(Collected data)
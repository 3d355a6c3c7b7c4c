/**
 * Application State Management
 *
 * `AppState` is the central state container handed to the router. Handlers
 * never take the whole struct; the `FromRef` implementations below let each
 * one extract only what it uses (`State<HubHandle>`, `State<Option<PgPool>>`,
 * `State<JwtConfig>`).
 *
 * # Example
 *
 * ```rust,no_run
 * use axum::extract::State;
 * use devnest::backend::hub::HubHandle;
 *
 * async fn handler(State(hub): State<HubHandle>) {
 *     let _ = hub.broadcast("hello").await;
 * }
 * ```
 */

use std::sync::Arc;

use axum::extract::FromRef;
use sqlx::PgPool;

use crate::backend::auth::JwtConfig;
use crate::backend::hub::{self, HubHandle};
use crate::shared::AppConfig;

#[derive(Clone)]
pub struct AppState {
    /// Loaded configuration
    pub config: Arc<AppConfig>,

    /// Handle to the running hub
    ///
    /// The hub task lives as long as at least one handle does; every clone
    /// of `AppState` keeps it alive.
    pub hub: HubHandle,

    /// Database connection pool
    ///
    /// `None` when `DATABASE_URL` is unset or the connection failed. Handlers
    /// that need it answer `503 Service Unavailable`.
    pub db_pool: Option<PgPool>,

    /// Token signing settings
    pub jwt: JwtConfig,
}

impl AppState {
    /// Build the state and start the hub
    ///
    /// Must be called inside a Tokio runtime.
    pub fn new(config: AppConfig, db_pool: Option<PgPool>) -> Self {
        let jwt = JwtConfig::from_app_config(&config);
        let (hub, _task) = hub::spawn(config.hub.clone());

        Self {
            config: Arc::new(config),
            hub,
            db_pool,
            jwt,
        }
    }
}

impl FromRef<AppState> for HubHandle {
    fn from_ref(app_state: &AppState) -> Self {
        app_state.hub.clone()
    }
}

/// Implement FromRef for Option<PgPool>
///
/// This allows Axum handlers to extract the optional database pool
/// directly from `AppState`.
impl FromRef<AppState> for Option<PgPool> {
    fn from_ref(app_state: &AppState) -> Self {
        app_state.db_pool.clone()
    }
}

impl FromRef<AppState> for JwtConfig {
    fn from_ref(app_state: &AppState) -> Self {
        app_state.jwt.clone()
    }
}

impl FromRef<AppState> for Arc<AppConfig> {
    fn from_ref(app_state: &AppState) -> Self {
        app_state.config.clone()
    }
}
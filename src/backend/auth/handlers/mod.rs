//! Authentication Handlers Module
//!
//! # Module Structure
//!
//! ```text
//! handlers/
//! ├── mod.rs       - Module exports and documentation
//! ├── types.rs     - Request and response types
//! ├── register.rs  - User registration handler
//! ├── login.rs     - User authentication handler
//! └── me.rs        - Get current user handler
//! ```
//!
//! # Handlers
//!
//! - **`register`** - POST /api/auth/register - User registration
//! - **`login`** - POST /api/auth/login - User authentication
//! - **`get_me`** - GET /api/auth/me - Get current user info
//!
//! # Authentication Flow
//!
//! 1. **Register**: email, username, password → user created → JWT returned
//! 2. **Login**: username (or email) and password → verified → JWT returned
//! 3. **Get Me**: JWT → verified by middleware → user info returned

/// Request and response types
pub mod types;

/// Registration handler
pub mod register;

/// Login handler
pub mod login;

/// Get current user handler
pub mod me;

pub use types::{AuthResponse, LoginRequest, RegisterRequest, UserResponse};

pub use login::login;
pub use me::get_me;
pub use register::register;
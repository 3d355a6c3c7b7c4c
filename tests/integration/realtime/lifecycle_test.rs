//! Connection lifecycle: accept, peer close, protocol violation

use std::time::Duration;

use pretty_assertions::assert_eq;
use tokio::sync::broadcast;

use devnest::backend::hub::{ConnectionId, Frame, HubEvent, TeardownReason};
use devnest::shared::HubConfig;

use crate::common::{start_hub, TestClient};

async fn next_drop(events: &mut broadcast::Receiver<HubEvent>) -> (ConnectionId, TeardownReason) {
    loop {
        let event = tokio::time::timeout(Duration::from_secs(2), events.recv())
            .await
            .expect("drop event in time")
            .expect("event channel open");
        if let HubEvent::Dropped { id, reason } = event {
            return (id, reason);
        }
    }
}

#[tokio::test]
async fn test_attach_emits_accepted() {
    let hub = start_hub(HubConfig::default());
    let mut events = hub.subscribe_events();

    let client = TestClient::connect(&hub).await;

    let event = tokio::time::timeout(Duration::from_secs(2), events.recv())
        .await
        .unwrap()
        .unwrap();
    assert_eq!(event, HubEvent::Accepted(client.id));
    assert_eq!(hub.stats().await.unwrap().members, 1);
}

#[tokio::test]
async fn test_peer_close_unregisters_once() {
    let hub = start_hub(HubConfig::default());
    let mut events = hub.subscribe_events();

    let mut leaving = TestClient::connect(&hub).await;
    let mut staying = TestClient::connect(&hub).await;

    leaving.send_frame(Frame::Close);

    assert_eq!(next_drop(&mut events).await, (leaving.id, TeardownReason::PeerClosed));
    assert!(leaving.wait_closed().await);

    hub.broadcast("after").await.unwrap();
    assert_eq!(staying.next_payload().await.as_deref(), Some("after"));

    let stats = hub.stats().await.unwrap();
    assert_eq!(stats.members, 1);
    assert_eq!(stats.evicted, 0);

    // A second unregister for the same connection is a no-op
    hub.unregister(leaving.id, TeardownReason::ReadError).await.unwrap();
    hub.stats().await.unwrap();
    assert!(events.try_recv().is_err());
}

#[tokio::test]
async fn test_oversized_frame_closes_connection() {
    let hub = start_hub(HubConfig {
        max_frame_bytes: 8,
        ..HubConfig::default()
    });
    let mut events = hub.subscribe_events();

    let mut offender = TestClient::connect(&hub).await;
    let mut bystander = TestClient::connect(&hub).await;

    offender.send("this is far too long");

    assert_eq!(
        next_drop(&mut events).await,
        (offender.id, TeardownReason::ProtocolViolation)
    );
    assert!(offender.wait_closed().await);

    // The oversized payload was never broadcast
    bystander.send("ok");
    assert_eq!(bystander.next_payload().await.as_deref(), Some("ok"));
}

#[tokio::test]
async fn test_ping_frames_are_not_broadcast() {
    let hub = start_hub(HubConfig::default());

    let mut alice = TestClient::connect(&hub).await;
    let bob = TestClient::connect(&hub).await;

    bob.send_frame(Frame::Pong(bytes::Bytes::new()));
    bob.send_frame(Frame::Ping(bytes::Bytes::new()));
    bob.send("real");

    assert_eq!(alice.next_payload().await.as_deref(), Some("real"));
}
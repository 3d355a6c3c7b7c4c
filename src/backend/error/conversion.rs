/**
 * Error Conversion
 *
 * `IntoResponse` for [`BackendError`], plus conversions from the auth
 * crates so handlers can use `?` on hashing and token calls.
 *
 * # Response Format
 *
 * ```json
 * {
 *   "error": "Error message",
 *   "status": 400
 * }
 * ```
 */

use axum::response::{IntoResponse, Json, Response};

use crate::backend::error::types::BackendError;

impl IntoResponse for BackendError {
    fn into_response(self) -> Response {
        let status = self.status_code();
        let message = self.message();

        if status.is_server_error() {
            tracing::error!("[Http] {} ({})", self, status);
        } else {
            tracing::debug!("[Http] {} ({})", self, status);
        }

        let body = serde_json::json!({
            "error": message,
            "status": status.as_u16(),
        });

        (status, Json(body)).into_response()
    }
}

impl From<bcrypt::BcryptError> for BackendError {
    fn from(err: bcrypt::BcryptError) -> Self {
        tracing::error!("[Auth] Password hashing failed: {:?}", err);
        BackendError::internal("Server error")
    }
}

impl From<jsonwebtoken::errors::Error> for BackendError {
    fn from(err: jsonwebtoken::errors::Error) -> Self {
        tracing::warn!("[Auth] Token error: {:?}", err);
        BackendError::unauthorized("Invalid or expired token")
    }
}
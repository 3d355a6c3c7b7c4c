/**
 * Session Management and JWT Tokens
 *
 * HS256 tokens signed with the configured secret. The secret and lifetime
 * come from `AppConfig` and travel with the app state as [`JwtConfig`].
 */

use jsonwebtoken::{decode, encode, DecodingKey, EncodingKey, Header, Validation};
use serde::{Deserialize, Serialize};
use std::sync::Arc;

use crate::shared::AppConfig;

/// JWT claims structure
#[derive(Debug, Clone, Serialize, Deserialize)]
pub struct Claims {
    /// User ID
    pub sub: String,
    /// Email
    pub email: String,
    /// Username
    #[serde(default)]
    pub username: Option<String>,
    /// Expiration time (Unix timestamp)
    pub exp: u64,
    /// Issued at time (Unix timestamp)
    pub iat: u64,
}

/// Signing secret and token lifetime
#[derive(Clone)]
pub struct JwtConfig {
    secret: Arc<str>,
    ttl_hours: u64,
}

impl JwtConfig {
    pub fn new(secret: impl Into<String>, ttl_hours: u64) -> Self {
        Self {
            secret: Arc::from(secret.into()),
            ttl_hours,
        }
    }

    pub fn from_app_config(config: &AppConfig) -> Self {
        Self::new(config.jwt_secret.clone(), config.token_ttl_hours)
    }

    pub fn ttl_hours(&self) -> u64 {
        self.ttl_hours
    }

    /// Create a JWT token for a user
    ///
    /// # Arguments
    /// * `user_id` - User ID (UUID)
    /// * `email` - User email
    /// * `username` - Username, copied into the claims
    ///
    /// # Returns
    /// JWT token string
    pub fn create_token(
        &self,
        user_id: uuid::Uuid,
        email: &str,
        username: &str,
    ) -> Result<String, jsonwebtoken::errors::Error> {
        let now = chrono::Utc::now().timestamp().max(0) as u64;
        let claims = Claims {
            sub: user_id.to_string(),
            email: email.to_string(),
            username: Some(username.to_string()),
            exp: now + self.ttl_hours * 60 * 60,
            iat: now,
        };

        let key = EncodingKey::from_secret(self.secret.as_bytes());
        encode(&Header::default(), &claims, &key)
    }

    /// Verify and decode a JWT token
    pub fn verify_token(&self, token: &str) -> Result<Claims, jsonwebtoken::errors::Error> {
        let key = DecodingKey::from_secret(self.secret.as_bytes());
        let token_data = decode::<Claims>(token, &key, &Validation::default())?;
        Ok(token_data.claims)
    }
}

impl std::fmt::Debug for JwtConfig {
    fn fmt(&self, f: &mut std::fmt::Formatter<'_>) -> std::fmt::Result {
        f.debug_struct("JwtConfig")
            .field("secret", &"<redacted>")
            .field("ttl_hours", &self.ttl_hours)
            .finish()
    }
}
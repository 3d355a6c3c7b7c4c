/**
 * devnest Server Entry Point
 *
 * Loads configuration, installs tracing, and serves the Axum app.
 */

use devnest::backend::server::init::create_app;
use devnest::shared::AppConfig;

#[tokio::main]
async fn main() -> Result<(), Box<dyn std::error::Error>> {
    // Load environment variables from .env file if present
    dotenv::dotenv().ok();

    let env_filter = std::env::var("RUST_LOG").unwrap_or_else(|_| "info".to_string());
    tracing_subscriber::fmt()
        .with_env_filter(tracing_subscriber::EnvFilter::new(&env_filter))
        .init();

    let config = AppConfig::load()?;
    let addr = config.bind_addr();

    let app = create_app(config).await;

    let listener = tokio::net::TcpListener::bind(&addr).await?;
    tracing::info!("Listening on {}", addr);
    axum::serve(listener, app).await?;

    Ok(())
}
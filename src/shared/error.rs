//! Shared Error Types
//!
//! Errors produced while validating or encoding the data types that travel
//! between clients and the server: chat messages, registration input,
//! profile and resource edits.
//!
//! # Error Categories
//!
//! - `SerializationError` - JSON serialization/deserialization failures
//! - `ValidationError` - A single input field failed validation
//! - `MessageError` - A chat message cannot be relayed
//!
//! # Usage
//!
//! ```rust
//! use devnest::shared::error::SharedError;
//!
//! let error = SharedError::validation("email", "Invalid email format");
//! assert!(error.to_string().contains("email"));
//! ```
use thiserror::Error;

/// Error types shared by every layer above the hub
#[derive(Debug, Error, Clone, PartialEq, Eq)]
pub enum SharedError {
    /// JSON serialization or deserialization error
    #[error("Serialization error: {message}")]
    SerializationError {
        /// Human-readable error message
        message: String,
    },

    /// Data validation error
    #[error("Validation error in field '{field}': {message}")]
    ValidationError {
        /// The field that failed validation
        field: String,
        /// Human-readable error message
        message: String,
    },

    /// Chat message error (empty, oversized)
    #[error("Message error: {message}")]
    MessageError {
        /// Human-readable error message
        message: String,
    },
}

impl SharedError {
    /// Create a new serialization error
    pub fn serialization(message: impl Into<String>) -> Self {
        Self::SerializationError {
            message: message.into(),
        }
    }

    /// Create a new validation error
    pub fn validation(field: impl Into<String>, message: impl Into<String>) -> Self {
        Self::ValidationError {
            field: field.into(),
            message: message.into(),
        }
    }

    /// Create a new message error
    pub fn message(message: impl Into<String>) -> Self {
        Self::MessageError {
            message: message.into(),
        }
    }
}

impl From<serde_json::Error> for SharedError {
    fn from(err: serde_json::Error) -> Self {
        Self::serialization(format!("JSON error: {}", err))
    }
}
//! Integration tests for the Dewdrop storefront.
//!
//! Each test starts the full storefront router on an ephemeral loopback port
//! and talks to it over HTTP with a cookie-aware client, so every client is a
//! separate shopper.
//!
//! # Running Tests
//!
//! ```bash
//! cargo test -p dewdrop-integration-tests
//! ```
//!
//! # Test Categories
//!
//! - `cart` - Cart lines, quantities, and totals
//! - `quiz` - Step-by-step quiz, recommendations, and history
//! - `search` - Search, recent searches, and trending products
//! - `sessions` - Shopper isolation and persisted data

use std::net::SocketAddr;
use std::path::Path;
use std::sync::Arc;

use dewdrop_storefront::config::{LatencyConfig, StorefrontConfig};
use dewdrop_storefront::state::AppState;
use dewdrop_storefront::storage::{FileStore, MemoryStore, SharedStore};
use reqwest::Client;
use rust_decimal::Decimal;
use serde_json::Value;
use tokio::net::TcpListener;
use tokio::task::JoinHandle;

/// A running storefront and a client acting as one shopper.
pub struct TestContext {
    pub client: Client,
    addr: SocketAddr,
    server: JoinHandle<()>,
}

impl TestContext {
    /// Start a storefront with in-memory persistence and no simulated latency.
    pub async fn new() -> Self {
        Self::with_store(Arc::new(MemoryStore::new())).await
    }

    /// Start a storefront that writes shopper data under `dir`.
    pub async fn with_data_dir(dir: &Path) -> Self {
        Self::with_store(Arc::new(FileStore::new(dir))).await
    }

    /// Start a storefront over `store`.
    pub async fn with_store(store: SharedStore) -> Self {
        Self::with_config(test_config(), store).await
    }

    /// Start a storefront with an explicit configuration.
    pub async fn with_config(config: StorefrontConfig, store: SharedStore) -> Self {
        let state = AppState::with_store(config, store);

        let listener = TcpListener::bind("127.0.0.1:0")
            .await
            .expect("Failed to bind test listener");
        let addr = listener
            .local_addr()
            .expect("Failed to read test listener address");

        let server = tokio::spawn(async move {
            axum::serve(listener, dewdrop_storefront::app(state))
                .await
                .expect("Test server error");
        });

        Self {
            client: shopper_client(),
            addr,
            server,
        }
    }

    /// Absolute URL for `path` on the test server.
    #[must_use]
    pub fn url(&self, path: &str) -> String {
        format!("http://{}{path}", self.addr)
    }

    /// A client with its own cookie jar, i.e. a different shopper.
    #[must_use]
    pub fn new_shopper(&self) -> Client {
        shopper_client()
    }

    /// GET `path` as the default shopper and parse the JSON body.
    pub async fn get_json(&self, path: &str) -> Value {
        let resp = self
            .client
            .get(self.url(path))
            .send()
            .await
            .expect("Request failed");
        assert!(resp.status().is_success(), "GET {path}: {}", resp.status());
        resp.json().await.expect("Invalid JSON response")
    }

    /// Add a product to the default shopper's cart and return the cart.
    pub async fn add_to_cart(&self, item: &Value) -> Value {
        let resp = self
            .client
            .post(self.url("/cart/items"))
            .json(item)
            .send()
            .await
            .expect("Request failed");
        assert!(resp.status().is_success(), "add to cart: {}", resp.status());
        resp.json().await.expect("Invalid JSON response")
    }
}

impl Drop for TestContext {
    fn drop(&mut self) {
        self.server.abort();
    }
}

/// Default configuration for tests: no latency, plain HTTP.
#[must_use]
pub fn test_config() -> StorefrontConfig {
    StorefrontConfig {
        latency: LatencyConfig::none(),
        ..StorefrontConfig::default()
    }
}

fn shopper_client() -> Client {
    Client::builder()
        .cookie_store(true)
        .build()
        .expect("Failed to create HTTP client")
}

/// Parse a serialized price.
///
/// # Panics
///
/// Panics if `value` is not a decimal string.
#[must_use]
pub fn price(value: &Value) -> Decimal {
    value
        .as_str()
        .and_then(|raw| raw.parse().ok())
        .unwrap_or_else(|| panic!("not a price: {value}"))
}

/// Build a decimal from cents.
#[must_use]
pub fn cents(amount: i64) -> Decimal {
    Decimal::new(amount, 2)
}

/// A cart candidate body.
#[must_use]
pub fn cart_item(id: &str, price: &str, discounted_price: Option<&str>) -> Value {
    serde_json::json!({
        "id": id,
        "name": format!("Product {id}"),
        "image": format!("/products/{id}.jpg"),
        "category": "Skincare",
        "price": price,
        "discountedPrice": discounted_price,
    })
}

> [Problem requirements] Print, from the entries above, the line with "the Dewdrop storefront.", the line with "use std::net::SocketAddr;" and all lines between them, exactly and with nothing else.

> [Solution to the exercise]
//! Integration tests for the Dewdrop storefront.
//!
//! Each test starts the full storefront router on an ephemeral loopback port
//! and talks to it over HTTP with a cookie-aware client, so every client is a
//! separate shopper.
//!
//! # Running Tests
//!
//! ```bash
//! cargo test -p dewdrop-integration-tests
//! ```
//!
//! # Test Categories
//!
//! - `cart` - Cart lines, quantities, and totals
//! - `quiz` - Step-by-step quiz, recommendations, and history
//! - `search` - Search, recent searches, and trending products
//! - `sessions` - Shopper isolation and persisted data

use std::net::SocketAddr;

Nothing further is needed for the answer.